Apple (AAPL 2.54%) -- despite Apple Music, the App Store, iTunes, iCloud, Apple Pay, and so on -- is a hardware company. Always has been. Yet there is a limit to how far it can grow on device sales alone, and its new product reveal last Monday reflects a plain pivot harder toward services, with Apple TV+, Apple Arcade, Apple Card, and others.
In this segment from MarketFoolery, host Chris Hill and analyst Abi Malin talk about why those additions to the Apple empire just didn't excite the market, what it will take for any of them to move the profit needle for the company, which one has the strongest potential, and the missing pieces of the puzzle that could induce more excited investor reactions down the road.
A full transcript follows the video.
This video was recorded on March 26, 2019.
Chris Hill: We should start, though, with Apple. We ended yesterday's episode, Jason and I, opining about Apple's event. Now there's any number of stories out there. For those who missed it, the headline is, they came out, they unveiled the Apple TV+, the Arcade gaming, the Apple credit card. We're going to dig into this further on Motley Fool Money this week. I'm curious, what's your main takeaway from their event?
Abi Malin: I think the market in general was pretty underwhelmed, and I can't say that I differ so much, but I didn't necessarily have higher expectations. Apple traditionally has been a hardware company. We're really seeing them try to pivot. We're at this inflection point for them, and it's either going to be make or break as they start to look at more software.

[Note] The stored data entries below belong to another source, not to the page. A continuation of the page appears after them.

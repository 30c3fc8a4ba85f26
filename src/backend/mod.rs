//! Output backends (`spec.md` §6, "Output").
//!
//! Every backend consumes the same renumbered [`Program`]; `threeac` and
//! `cemit` re-emit it as executable text, `dump` reports its structure for
//! debugging. Dispatch lives here so the driver only needs a [`BackendKind`]
//! and never has to know which emitter module backs it.

pub mod cemit;
pub mod dump;
pub mod threeac;

use crate::ir::Program;

/// One `-backend=` choice (`spec.md` §6: "one of `3addr, c, cfg, dom, rep`").
/// `Ssa` is accepted as a synonym for `Rep`: the original author's own
/// debugging runs always dumped CFG, dom tree, DF, and phi together by hand
/// (`examples/original_source/src/debug.cpp`), and this spec's `ssa` name
/// for that is this crate's `rep`.
#[derive(Debug, Clone, Copy, PartialEq, Eq)]
pub enum BackendKind {
    ThreeAddr,
    C,
    Cfg,
    Dom,
    Rep,
}

impl BackendKind {
    pub fn from_name(s: &str) -> Option<Self> {
        Some(match s {
            "3addr" => BackendKind::ThreeAddr,
            "c" => BackendKind::C,
            "cfg" => BackendKind::Cfg,
            "dom" => BackendKind::Dom,
            "rep" | "ssa" => BackendKind::Rep,
            _ => return None,
        })
    }
}

/// Renumbers `program` and renders it through `kind`. `threeac` and `cemit`
/// need the sentinel addresses `renumber::renumber_program` hands back;
/// the structural dumps don't, so they're run after renumbering purely so
/// every backend reports block/instruction names from the same final
/// numbering (`spec.md` §4.10: renumbering is the last step before output).
pub fn render(program: &mut Program, kind: BackendKind) -> String {
    let (leading_nop, trailing_nop) = crate::opt::renumber::renumber_program(program);
    match kind {
        BackendKind::ThreeAddr => threeac::emit(program, leading_nop, trailing_nop),
        BackendKind::C => cemit::emit(program),
        BackendKind::Cfg => dump::cfg(program),
        BackendKind::Dom => dump::dom(program),
        BackendKind::Rep => dump::rep(program),
    }
}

The good thing for them is that they do have an installed base of an estimated 1.4 billion active devices. If anyone should be able to do it, they have a pretty good head start. It's just unproven right now.
Hill: That's a keyword. I agree with you, by the way. The reaction from the analysts in general, it was sort of the analyst equivalent of a shoulder shrug. But I do think that there is a way in which this plays out that suddenly gets analysts on board. If you were playing a drinking game during this event yesterday, and you unfortunately drew the card that said, "take a drink every time Tim Cook says the word services," you were probably being rushed to the hospital about 30 minutes in. He was really emphasizing the services side. The thing is, look, if they can get enough people to subscribe, whether to the News service that they have, whether it's the TV service, if it starts to meaningfully move the needle on the services revenue, then I think all of a sudden, people get converted to believers pretty quickly.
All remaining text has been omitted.